▶ **Directions**: What is needed is an exact copy of all the entries.

▶ **Source records**:
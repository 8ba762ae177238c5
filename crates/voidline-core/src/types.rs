//! Fundamental geometric types.

use glam::DVec3;
use serde::{Deserialize, Serialize};

/// 3D position in sector space (world units, Cartesian).
/// y is "up" relative to the sector's orbital plane.
#[derive(Debug, Clone, Copy, Default, PartialEq, Serialize, Deserialize)]
pub struct Position {
    pub x: f64,
    pub y: f64,
    pub z: f64,
}

impl Position {
    pub const ORIGIN: Position = Position {
        x: 0.0,
        y: 0.0,
        z: 0.0,
    };

    pub fn new(x: f64, y: f64, z: f64) -> Self {
        Self { x, y, z }
    }

    /// Distance to another position.
    pub fn distance_to(&self, other: &Position) -> f64 {
        DVec3::from(*self).distance(DVec3::from(*other))
    }

    /// Point on a circle of `radius` around `self` in the orbital (x/z) plane.
    /// Angle 0 lies on +x, increasing toward +z.
    pub fn orbit_point(&self, radius: f64, angle: f64) -> Position {
        Position::new(
            self.x + radius * angle.cos(),
            self.y,
            self.z + radius * angle.sin(),
        )
    }
}

impl From<Position> for DVec3 {
    fn from(p: Position) -> Self {
        DVec3::new(p.x, p.y, p.z)
    }
}

impl From<DVec3> for Position {
    fn from(v: DVec3) -> Self {
        Position::new(v.x, v.y, v.z)
    }
}

/// RGB color packed as `0xRRGGBB`.
#[derive(Debug, Clone, Copy, Default, PartialEq, Eq, Hash, Serialize, Deserialize)]
#[serde(transparent)]
pub struct Color(pub u32);

impl Color {
    pub fn r(self) -> u8 {
        ((self.0 >> 16) & 0xff) as u8
    }

    pub fn g(self) -> u8 {
        ((self.0 >> 8) & 0xff) as u8
    }

    pub fn b(self) -> u8 {
        (self.0 & 0xff) as u8
    }
}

▶ **Written response**:
repository 8ba762ae177238c5
filename crates/voidline-core/src/types.rs
//! Fundamental geometric types.

use glam::DVec3;
use serde::{Deserialize, Serialize};

/// 3D position in sector space (world units, Cartesian).
/// y is "up" relative to the sector's orbital plane.
#[derive(Debug, Clone, Copy, Default, PartialEq, Serialize, Deserialize)]
pub struct Position {
    pub x: f64,
    pub y: f64,
    pub z: f64,
}

impl Position {
    pub const ORIGIN: Position = Position {
        x: 0.0,
        y: 0.0,
        z: 0.0,
    };

    pub fn new(x: f64, y: f64, z: f64) -> Self {
        Self { x, y, z }
    }

    /// Distance to another position.
    pub fn distance_to(&self, other: &Position) -> f64 {
        DVec3::from(*self).distance(DVec3::from(*other))
    }

    /// Point on a circle of `radius` around `self` in the orbital (x/z) plane.
    /// Angle 0 lies on +x, increasing toward +z.
    pub fn orbit_point(&self, radius: f64, angle: f64) -> Position {
        Position::new(
            self.x + radius * angle.cos(),
            self.y,
            self.z + radius * angle.sin(),
        )
    }
}

impl From<Position> for DVec3 {
    fn from(p: Position) -> Self {
        DVec3::new(p.x, p.y, p.z)
    }
}

impl From<DVec3> for Position {
    fn from(v: DVec3) -> Self {
        Position::new(v.x, v.y, v.z)
    }
}

/// RGB color packed as `0xRRGGBB`.
#[derive(Debug, Clone, Copy, Default, PartialEq, Eq, Hash, Serialize, Deserialize)]
#[serde(transparent)]
pub struct Color(pub u32);

impl Color {
    pub fn r(self) -> u8 {
        ((self.0 >> 16) & 0xff) as u8
    }

    pub fn g(self) -> u8 {
        ((self.0 >> 8) & 0xff) as u8
    }

    pub fn b(self) -> u8 {
        (self.0 & 0xff) as u8
    }
}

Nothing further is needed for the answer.